A federal grand jury returned indictments today on 11 defendants in one of the largest hacking and online theft cases ever. The Department of Justice charged 11 individuals from around the world with stealing 40 million credit and debit card numbers, cracking the networks of nine retailers and stealing an unknown amount of money.
So far as we know, this is the single largest and most complex identity theft case ever charged in this country," said Attorney General Mukasey in a statement. "It highlights the efforts of the Justice Department to fight this pernicious crime and shows that, with the cooperation of our law enforcement partners around the world, we can identify, charge and apprehend even the most sophisticated international computer hackers."The Justice Dept said that three of the defendants are Americans, while one is from Estonia, three are from Ukraine, two are Chinese, and one is from Belarus.
The Boston indictment alleges that during the course of the sophisticated conspiracy, Albert "Segvec" Gonzalez and his co-conspirators obtained the credit and debit card numbers by "wardriving" and hacking into the wireless computer networks of major retailers -- including TJX Companies, BJ's Wholesale Club, OfficeMax, Boston Market, Barnes & Noble, Sports Authority, Forever 21 and DSW. Once inside the networks, they installed "sniffer" programs that would capture card numbers, as well as password and account information, as they moved through the retailers' credit and debit processing networks. The indictment alleges that after they collected the data, the conspirators concealed the data in encrypted computer servers that they controlled in Eastern Europe and the United States. They allegedly sold some of the credit and debit card numbers, via the Internet, to other criminals in the United States and Eastern Europe. The stolen numbers were "cashed out" by encoding card numbers on the magnetic strips of blank cards. The defendants then used these cards to withdraw tens of thousands of dollars at a time from ATMs. Gonzalez and others were allegedly able to conceal and launder their fraud proceeds by using anonymous Internet-based currencies both within the United States and abroad, and by channeling funds through bank accounts in Eastern Europe.

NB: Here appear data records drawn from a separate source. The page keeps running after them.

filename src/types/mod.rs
pub mod events;
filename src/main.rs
mod audio;
mod config;
mod dsp;
mod kit;
mod types;
mod ui;

use anyhow::{Context, Result};
use clap::Parser;
use crossbeam_channel::Receiver;
use rand::SeedableRng;
use rand::rngs::StdRng;
use std::fs::File;
use std::path::{Path, PathBuf};
use std::sync::Mutex;
use std::time::Instant;
use tracing::info;
use tracing_subscriber::EnvFilter;

use config::KitConfig;
use ui::{app::App, events, render, terminal::TerminalSession};

/// A virtual drum kit for the terminal
#[derive(Parser, Debug)]
#[command(name = "drumtopia")]
#[command(about = "Play an eight-piece drum kit from the keyboard or mouse", long_about = None)]
struct Args {
    /// Configuration file (YAML); the built-in kit is used when omitted
    #[arg(short = 'c', long = "config")]
    config: Option<PathBuf>,

    /// List available audio output devices and exit
    #[arg(short = 'l', long = "list")]
    list_devices: bool,

    /// Write logs to this file (filtered by RUST_LOG, default "info")
    #[arg(long = "log-file")]
    log_file: Option<PathBuf>,
}

/// Install the log subscriber. The TUI owns stdout, so logs only go to a file.
fn init_logging(path: Option<&Path>) -> Result<()> {
    let Some(path) = path else {
        return Ok(());
    };

    let file = File::create(path)
        .with_context(|| format!("Failed to create log file: {}", path.display()))?;

    tracing_subscriber::fmt()
        .with_env_filter(
            EnvFilter::try_from_default_env().unwrap_or_else(|_| EnvFilter::new("info")),
        )
        .with_ansi(false)
        .with_writer(Mutex::new(file))
        .init();

    Ok(())
}

fn main() -> Result<()> {
    let args = Args::parse();
    init_logging(args.log_file.as_deref())?;

    if args.list_devices {
        println!("Available Audio Output Devices:");
        for (i, device) in audio::stream::list_audio_devices()?.iter().enumerate() {
            println!("  {}: {}", i, device);
        }
        return Ok(());
    }

    let config = match &args.config {
        Some(path) => KitConfig::load(path)?,
        None => KitConfig::default(),
    };
    let sounds = config.sound_table()?;

    let (event_tx, event_rx) = crossbeam_channel::unbounded();
    let (voice_tx, voice_rx) = crossbeam_channel::unbounded();

    let _stream = audio::stream::start_output(
        config.audio.device.as_deref(),
        sounds,
        config.audio.gain,
        event_rx,
        voice_tx,
    )?;

    let mut app = App::new(
        event_tx,
        config.animation.duration(),
        StdRng::from_entropy(),
    );

    info!("DrumTopia ready");
    let mut session = TerminalSession::new()?;
    run_ui_loop(&mut session, &mut app, voice_rx)?;

    Ok(())
}

/// Draw, handle input, and fire animation ends until the user quits
fn run_ui_loop(
    session: &mut TerminalSession,
    app: &mut App,
    voice_rx: Receiver<usize>,
) -> Result<()> {
    loop {
        // Voice counts from audio thread
        while let Ok(count) = voice_rx.try_recv() {
            app.active_voices = count;
        }

        let now = Instant::now();
        app.tick(now);

        session.terminal.draw(|f| {
            app.viewport = f.size();
            render::render(f, app, now);
        })?;

        // Blocks for at most one frame interval
        events::handle_events(app)?;

        if app.should_quit {
            info!("Quit requested");
            break;
        }
    }

    Ok(())
}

Some good stuff here. Gonzalez had previously been arrested for access device fraud and was actually serving as informant for the Secret Service when it was discovered he was running the TJX fraud scheme. He could face life in prison if convicted. Also charged: Maksym "Maksik" Yastremskiy, of Kharkov, Ukraine, and Aleksandr "Jonny Hell" Suvorov, of Sillamae, Estonia. The indictments charge the defendants with conspiracy, possession of unauthorized access devices, trafficking in unauthorized access devices, identity theft, and aiding and abetting. In addition, Hung-Ming Chiu and Zhi Zhi Wang, of the People's Republic of China, and a person known only by the online nickname "Delpiero," face similar charges. Sergey Pavolvich, of Belarus, and Dzmitry Burak and Sergey Storchak, both of Ukraine, were charged with conspiracy to traffic in unauthorized access devices. Yastremskiy, Suvorov, Chiu, Wang, Delpiero, Pavolvich, Burak and Storchak operated an international stolen credit and debit card distribution ring with operations from Ukraine, Belarus, Estonia, China, the Philippines and Thailand, the government charged.